> PROBLEM STATEMENT
Take every line from the material that has the word "both" in it.
+++ DATA PROVIDED +++
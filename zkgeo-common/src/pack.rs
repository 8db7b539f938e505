//! Packing of backend proofs and public signals into verifier wire form.
//!
//! The proving backend is an opaque snarkjs-style function: decimal-string
//! coordinates in, decimal-string coordinates out. The on-chain verifier
//! wants 32-byte big-endian operands with `proof_a.y` negated and both G2
//! coordinate pairs swapped. This module owns that translation end to end
//! so the per-request path and the verifying-key converter can never
//! disagree on it.

use num_bigint::BigUint;
use serde::{Deserialize, Serialize};
use thiserror::Error;

use crate::field::{encode_be, parse_decimal, FieldCodecError, FIELD_BYTES};
use crate::transform::{negate_y, swap_pair};

#[derive(Debug, Error, PartialEq)]
pub enum PackError {
    #[error(transparent)]
    Codec(#[from] FieldCodecError),

    #[error("layout {layout:?} expects {expected} public signals, got {got}")]
    SignalCount {
        layout: SignalLayout,
        expected: usize,
        got: usize,
    },

    #[error("proof element {element} has {got} coordinate entries, expected {expected}")]
    PointShape {
        element: &'static str,
        expected: &'static str,
        got: usize,
    },

    #[error("proof element {0} is not an affine point")]
    NotAffine(&'static str),

    #[error("unsupported proof protocol {0:?}, expected groth16")]
    UnsupportedProtocol(String),

    #[error("unsupported proof curve {0:?}, expected bn128")]
    UnsupportedCurve(String),

    #[error("IC table has {got} entries, expected nPublic + 1 = {expected}")]
    IcLength { expected: usize, got: usize },
}

/// Versioned public-signal contract of the deployed circuit.
///
/// The circuit went through layouts that exposed four bounding-box signals,
/// four plus a trailing nullifier, and four plus a leading nullifier. The
/// layout is chosen explicitly per deployment; a signal count that does not
/// match the declared layout is a hard error, never resolved by guessing
/// from the array length.
#[derive(Clone, Copy, Debug, PartialEq, Eq, Serialize, Deserialize)]
pub enum SignalLayout {
    /// Four signals: `[min_lat, max_lat, min_lon, max_lon]`.
    V1,
    /// Five signals, nullifier at index 4.
    V2TrailingNullifier,
    /// Five signals, nullifier at index 0.
    V2LeadingNullifier,
}

impl SignalLayout {
    pub fn signal_count(&self) -> usize {
        match self {
            SignalLayout::V1 => 4,
            SignalLayout::V2TrailingNullifier | SignalLayout::V2LeadingNullifier => 5,
        }
    }

    /// Index of the first bounding-box signal.
    fn bounds_offset(&self) -> usize {
        match self {
            SignalLayout::V2LeadingNullifier => 1,
            _ => 0,
        }
    }

    fn nullifier_index(&self) -> Option<usize> {
        match self {
            SignalLayout::V1 => None,
            SignalLayout::V2TrailingNullifier => Some(4),
            SignalLayout::V2LeadingNullifier => Some(0),
        }
    }
}

/// Witness input for the membership circuit, as the backend consumes it.
///
/// Every value is a decimal string; coordinates are quantized and may be
/// negative (the circuit applies the field's sign convention).
#[derive(Clone, Debug, Serialize, Deserialize)]
pub struct ProverInput {
    #[serde(rename = "userLat")]
    pub user_lat: String,
    #[serde(rename = "userLon")]
    pub user_lon: String,
    #[serde(rename = "minLat")]
    pub min_lat: String,
    #[serde(rename = "maxLat")]
    pub max_lat: String,
    #[serde(rename = "minLon")]
    pub min_lon: String,
    #[serde(rename = "maxLon")]
    pub max_lon: String,
    pub salt: String,
}

/// A Groth16 proof in the backend's native JSON shape.
///
/// Coordinates are projective; the third coordinate must be the affine
/// marker and is dropped during packing.
#[derive(Clone, Debug, Serialize, Deserialize)]
pub struct Groth16ProofJson {
    pub pi_a: Vec<String>,
    pub pi_b: Vec<Vec<String>>,
    pub pi_c: Vec<String>,
    #[serde(default)]
    pub protocol: Option<String>,
    #[serde(default)]
    pub curve: Option<String>,
}

/// Full backend response: proof plus ordered public signals.
#[derive(Clone, Debug, Serialize, Deserialize)]
pub struct ProverResponse {
    pub proof: Groth16ProofJson,
    #[serde(rename = "publicSignals")]
    pub public_signals: Vec<String>,
}

/// Proof operands in verifier wire form: 8 x 32 bytes.
#[derive(Clone, Debug, PartialEq, Eq, Serialize, Deserialize)]
pub struct ProofPacked {
    /// A with the y-coordinate negated.
    pub proof_a: [[u8; FIELD_BYTES]; 2],
    /// B with both coordinate pairs swapped.
    pub proof_b: [[[u8; FIELD_BYTES]; 2]; 2],
    /// C unchanged.
    pub proof_c: [[u8; FIELD_BYTES]; 2],
}

impl ProofPacked {
    pub const BYTES: usize = 8 * FIELD_BYTES;

    /// Concatenated operand bytes in verifier order:
    /// `a.x, a.y', b.x0, b.x1, b.y0, b.y1, c.x, c.y`.
    pub fn to_bytes(&self) -> [u8; Self::BYTES] {
        let mut out = [0u8; Self::BYTES];
        let words = [
            &self.proof_a[0],
            &self.proof_a[1],
            &self.proof_b[0][0],
            &self.proof_b[0][1],
            &self.proof_b[1][0],
            &self.proof_b[1][1],
            &self.proof_c[0],
            &self.proof_c[1],
        ];
        for (i, word) in words.iter().enumerate() {
            out[i * FIELD_BYTES..(i + 1) * FIELD_BYTES].copy_from_slice(*word);
        }
        out
    }
}

/// Named public inputs in verifier wire form.
#[derive(Clone, Debug, PartialEq, Eq, Serialize, Deserialize)]
pub struct PublicInputsPacked {
    pub min_lat: [u8; FIELD_BYTES],
    pub max_lat: [u8; FIELD_BYTES],
    pub min_lon: [u8; FIELD_BYTES],
    pub max_lon: [u8; FIELD_BYTES],
    /// Present only for layouts that expose a nullifier signal. Not part
    /// of the V1 instruction payload.
    #[serde(default, skip_serializing_if = "Option::is_none")]
    pub nullifier: Option<[u8; FIELD_BYTES]>,
}

impl PublicInputsPacked {
    pub const BOUNDS_BYTES: usize = 4 * FIELD_BYTES;

    /// Concatenated bounding-box operands: `min_lat, max_lat, min_lon, max_lon`.
    pub fn bounds_bytes(&self) -> [u8; Self::BOUNDS_BYTES] {
        let mut out = [0u8; Self::BOUNDS_BYTES];
        for (i, word) in [&self.min_lat, &self.max_lat, &self.min_lon, &self.max_lon]
            .iter()
            .enumerate()
        {
            out[i * FIELD_BYTES..(i + 1) * FIELD_BYTES].copy_from_slice(*word);
        }
        out
    }
}

/// Pack a backend proof into verifier operands.
pub fn pack_proof(proof: &Groth16ProofJson) -> Result<ProofPacked, PackError> {
    ensure_groth16_bn254(proof)?;

    let (a_x, a_y) = g1_affine(&proof.pi_a, "pi_a")?;
    let (b_x, b_y) = g2_affine(&proof.pi_b, "pi_b")?;
    let (c_x, c_y) = g1_affine(&proof.pi_c, "pi_c")?;

    let [b_x0, b_x1] = swap_pair(b_x);
    let [b_y0, b_y1] = swap_pair(b_y);

    Ok(ProofPacked {
        proof_a: [encode_be(&a_x)?, encode_be(&negate_y(&a_y))?],
        proof_b: [
            [encode_be(&b_x0)?, encode_be(&b_x1)?],
            [encode_be(&b_y0)?, encode_be(&b_y1)?],
        ],
        proof_c: [encode_be(&c_x)?, encode_be(&c_y)?],
    })
}

/// Pack the ordered public signals for the declared layout.
pub fn pack_public_signals(
    layout: SignalLayout,
    signals: &[String],
) -> Result<PublicInputsPacked, PackError> {
    let expected = layout.signal_count();
    if signals.len() != expected {
        return Err(PackError::SignalCount {
            layout,
            expected,
            got: signals.len(),
        });
    }

    let encode = |s: &String| -> Result<[u8; FIELD_BYTES], PackError> {
        Ok(encode_be(&parse_decimal(s)?)?)
    };

    let o = layout.bounds_offset();
    Ok(PublicInputsPacked {
        min_lat: encode(&signals[o])?,
        max_lat: encode(&signals[o + 1])?,
        min_lon: encode(&signals[o + 2])?,
        max_lon: encode(&signals[o + 3])?,
        nullifier: layout
            .nullifier_index()
            .map(|i| encode(&signals[i]))
            .transpose()?,
    })
}

/// Pack a full backend response in one step.
pub fn pack_response(
    layout: SignalLayout,
    response: &ProverResponse,
) -> Result<(ProofPacked, PublicInputsPacked), PackError> {
    let proof = pack_proof(&response.proof)?;
    let inputs = pack_public_signals(layout, &response.public_signals)?;
    Ok((proof, inputs))
}

fn ensure_groth16_bn254(proof: &Groth16ProofJson) -> Result<(), PackError> {
    if let Some(protocol) = &proof.protocol {
        if protocol != "groth16" {
            return Err(PackError::UnsupportedProtocol(protocol.clone()));
        }
    }
    if let Some(curve) = &proof.curve {
        if curve != "bn128" {
            return Err(PackError::UnsupportedCurve(curve.clone()));
        }
    }
    Ok(())
}

pub(crate) fn g1_affine(
    coords: &[String],
    element: &'static str,
) -> Result<(BigUint, BigUint), PackError> {
    match coords.len() {
        2 => {}
        3 => {
            if coords[2].trim() != "1" {
                return Err(PackError::NotAffine(element));
            }
        }
        got => {
            return Err(PackError::PointShape {
                element,
                expected: "2 (affine) or 3 (projective)",
                got,
            })
        }
    }
    Ok((parse_decimal(&coords[0])?, parse_decimal(&coords[1])?))
}

pub(crate) type G2Pair = [BigUint; 2];

pub(crate) fn g2_affine(
    coords: &[Vec<String>],
    element: &'static str,
) -> Result<(G2Pair, G2Pair), PackError> {
    match coords.len() {
        2 => {}
        3 => {
            let z = &coords[2];
            let affine = z.len() == 2 && z[0].trim() == "1" && z[1].trim() == "0";
            if !affine {
                return Err(PackError::NotAffine(element));
            }
        }
        got => {
            return Err(PackError::PointShape {
                element,
                expected: "2 (affine) or 3 (projective)",
                got,
            })
        }
    }
    let pair = |c: &Vec<String>| -> Result<G2Pair, PackError> {
        if c.len() != 2 {
            return Err(PackError::PointShape {
                element,
                expected: "2",
                got: c.len(),
            });
        }
        Ok([parse_decimal(&c[0])?, parse_decimal(&c[1])?])
    };
    Ok((pair(&coords[0])?, pair(&coords[1])?))
}
//! The ledger-resident verified-location record.
//!
//! The record is created by the verifier program on first successful
//! submission and overwritten on each re-verification; it is never
//! deleted by this subsystem. The client-side validity window is NOT
//! stored here; freshness beyond `last_verified_slot` is a client-trust
//! assumption.

use serde::{Deserialize, Serialize};

use crate::error::GeofenceError;

/// On-ledger record layout: flag, slot marker, nullifier, region tag.
#[derive(Clone, Debug, PartialEq, Eq, Serialize, Deserialize)]
pub struct VerifiedLocationRecord {
    pub is_verified: bool,
    pub last_verified_slot: u64,
    /// Zeroed for layouts without a nullifier signal.
    pub nullifier: [u8; 32],
    /// Region tag the program derives from the proven bounding box.
    pub region_id: [u8; 32],
}

impl VerifiedLocationRecord {
    /// Serialized size, excluding the 8-byte account discriminator.
    pub const SIZE: usize = 1 + 8 + 32 + 32;

    /// Parse the record from account data (discriminator already stripped).
    pub fn from_bytes(bytes: &[u8]) -> Result<Self, GeofenceError> {
        if bytes.len() < Self::SIZE {
            return Err(GeofenceError::InvalidInput(format!(
                "record account holds {} bytes, expected at least {}",
                bytes.len(),
                Self::SIZE
            )));
        }
        let mut nullifier = [0u8; 32];
        nullifier.copy_from_slice(&bytes[9..41]);
        let mut region_id = [0u8; 32];
        region_id.copy_from_slice(&bytes[41..73]);
        Ok(Self {
            is_verified: bytes[0] != 0,
            last_verified_slot: u64::from_le_bytes(bytes[1..9].try_into().expect("8 bytes")),
            nullifier,
            region_id,
        })
    }

    pub fn to_bytes(&self) -> [u8; Self::SIZE] {
        let mut out = [0u8; Self::SIZE];
        out[0] = self.is_verified as u8;
        out[1..9].copy_from_slice(&self.last_verified_slot.to_le_bytes());
        out[9..41].copy_from_slice(&self.nullifier);
        out[41..73].copy_from_slice(&self.region_id);
        out
    }
}

#[cfg(test)]
mod tests {
    use super::*;

    #[test]
    fn round_trips_through_account_bytes() {
        let record = VerifiedLocationRecord {
            is_verified: true,
            last_verified_slot: 123_456_789,
            nullifier: [0u8; 32],
            region_id: [0xabu8; 32],
        };
        let bytes = record.to_bytes();
        assert_eq!(bytes.len(), 73);
        assert_eq!(VerifiedLocationRecord::from_bytes(&bytes).unwrap(), record);
    }

    #[test]
    fn short_account_data_is_rejected() {
        let err = VerifiedLocationRecord::from_bytes(&[0u8; 10]).unwrap_err();
        assert_eq!(err.error_code(), "INVALID_INPUT");
    }
}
+++
> SOLUTION TO THIS EXERCISE
//! wants 32-byte big-endian operands with `proof_a.y` negated and both G2
    /// B with both coordinate pairs swapped.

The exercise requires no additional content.